Below you will find my long awaited Top 9 films of 1983, starting from number 1 to number 9.

1. Nostalghia
(Andrei Tarkovsky)
A wonderful film from a director who made so few movies. The cinematography is awesome and the story is spiritual and meaninful and it as this mysterious feeling to it.

2. Videodrome
(David Cronenberg)

Cronenberg's vision of the modern world and all its addictions to television, pornography, violence, and how they are possessing our minds and bodies. Those obsessions are presented in Cronenberg's own uncensored approach to Cinema.

3. The King of Comedy
(Martin Scorsese)

Well, this is almost cheating, I know. On IMDb it says 1982. But for Marty Scorsese, one of my favorite director, I can cheat a little. The King of Comedy isn't a real comedy but I think the study of character and the presence of Bob De Niro is amazing. I like this little film without pretention.

4. Zelig (Woody Allen)
In the most successful period of Allen's career, this mockumentary is a monument of filmmaking. A film I loved from start to finish. I'm glad the woodman would make this list since he is one of my favorite filmmakers of all time.

4. Monty Python's The Meaning of Life (Terry Jones)
Here's a fact: I love comedies. I dig them and I am a good receiver of jokes. Monty Python are hilarious and I don't think there even was a group of talented actors and comedians that could have made such funny films as they did. Please read my review of it here.

5. Vivement Dimanche!
(François Truffaut)
In my admiration for Truffaut's work there is this hommage to Hitchcock (a director I also worship) called Vivement Dimanche!. It became an instant classic to the master of suspense and a complete success as a simple but enjoyable film with Fanny Ardant and Jean-Louis Trintignant.

6. Return of the Jedi (Richard Marquand)
A classic! Even if I don't care for the stupid made-for-toys Ewoks this is the conclusion of the original trilogy that changed the movie life of so many people.

7. Pauline à la plage (Eric Rohmer)

The late Rohmer was a discovery that I loved from the first My Night At Maud's with his unique Nouvelle Vague approach and quirky long dialogues. Pauline à la plage is a late gem from a great underappreciated director. A summer film for my birthday in summer!

8. L'argent (Robert Bresson)

The ultimate film from a director who changed the face of Cinema. It's crude, violent, and personal and it's a near masterpiece. Bresson is a director that every new film I watch I learn to like and appreciate.

9. Prénom Carmen (Jean-Luc Godard)
Since I cheated with my number 3, I will give a little place for this Godard picture that I discovered in 2010. Love him or hate him the man is still Godard, another master from the Nouvelle Vague that I greatly admire.
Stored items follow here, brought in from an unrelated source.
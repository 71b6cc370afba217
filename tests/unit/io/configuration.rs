//! Tests for default parameters and engine constants

#[cfg(test)]
mod tests {
    use spatialmotif::io::configuration::{
        CANCELLATION_CHECK_INTERVAL, DEFAULT_ALPHA, DEFAULT_DATASET_NAME,
        DEFAULT_DIST_ENRICH_MAX_DIST, DEFAULT_FP_MAX_DIST, DEFAULT_K,
        DEFAULT_KNN_ENRICH_MAX_DIST, DEFAULT_LEAF_SIZE, DEFAULT_MAX_NS, DEFAULT_MAX_RADIUS,
        DEFAULT_MIN_SIZE, DEFAULT_MIN_SUPPORT, DEFAULT_REGION, NEIGHBORHOOD_CACHE_CAPACITY,
        PROGRESS_BAR_WIDTH,
    };

    // Tests the query defaults
    // Verified by changing the default neighbor count
    #[test]
    fn test_query_defaults() {
        assert_eq!(DEFAULT_K, 30);
        assert!((DEFAULT_MIN_SUPPORT - 0.5).abs() < f64::EPSILON);
        assert_eq!(DEFAULT_MIN_SIZE, 0);
        assert_eq!(DEFAULT_MAX_NS, 100);
        assert!((DEFAULT_ALPHA - 0.05).abs() < f64::EPSILON);
    }

    // Tests that default distances stay within the clamp radius
    // Verified by raising a default distance above the maximum radius
    #[test]
    fn test_distances_within_max_radius() {
        for distance in [
            DEFAULT_FP_MAX_DIST,
            DEFAULT_KNN_ENRICH_MAX_DIST,
            DEFAULT_DIST_ENRICH_MAX_DIST,
        ] {
            assert!(distance > 0.0);
            assert!(distance <= DEFAULT_MAX_RADIUS);
        }
    }

    // Tests index and runtime settings
    // Verified by setting a zero leaf size
    #[test]
    fn test_runtime_settings() {
        assert_eq!(DEFAULT_LEAF_SIZE, 10);
        assert!(NEIGHBORHOOD_CACHE_CAPACITY > 0);
        assert!(CANCELLATION_CHECK_INTERVAL > 0);
        assert_eq!(PROGRESS_BAR_WIDTH, 40);
        assert_eq!(DEFAULT_DATASET_NAME, "ST");
        assert_eq!(DEFAULT_REGION, "default");
    }
}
Although, opposed to Truffaut, Prénom Carmen lacks in narrative and demonstrate how Godard reinvented himself after his successful 1960's years. An erotic/thriller movie that will challenge your mind.

Didn't make the cut:
Scarface (Brian De Palma)

The Right Stuff (Philipp Kauffman)

The fims I want to see that may change the order of this list:
A Christmas Story (Bob Clark) A Chip Lary recommendation.
Rumble Fish
(Francis Ford Coppola)
Sans Soleil (Chris Marker)

...and maybe your suggestions for 1983! When is your birthday and what would be your list?


  1. Bonne Fête!

    Nice list. Two I haven't seen, the Allen and the Godard. What do you think of Cronenberg's Dead Zone?

    1. It's on my list for next year!
      Thank You BT!

  2. Thanks for the mention. For what it's worth, I saw Sans Soleil a few months ago and it is not a movie I'd have too high expectations for. It's pretty much a vacation video with over dubbed narration containing Deep Thoughts from the director. It probably wasn't 20 minutes in before I was already checking the time.

    1. Thank you for the recommendation! I know that Marker isn't the greatest filmmaker but I am curious about Sans Soleil since I loved La Jetée!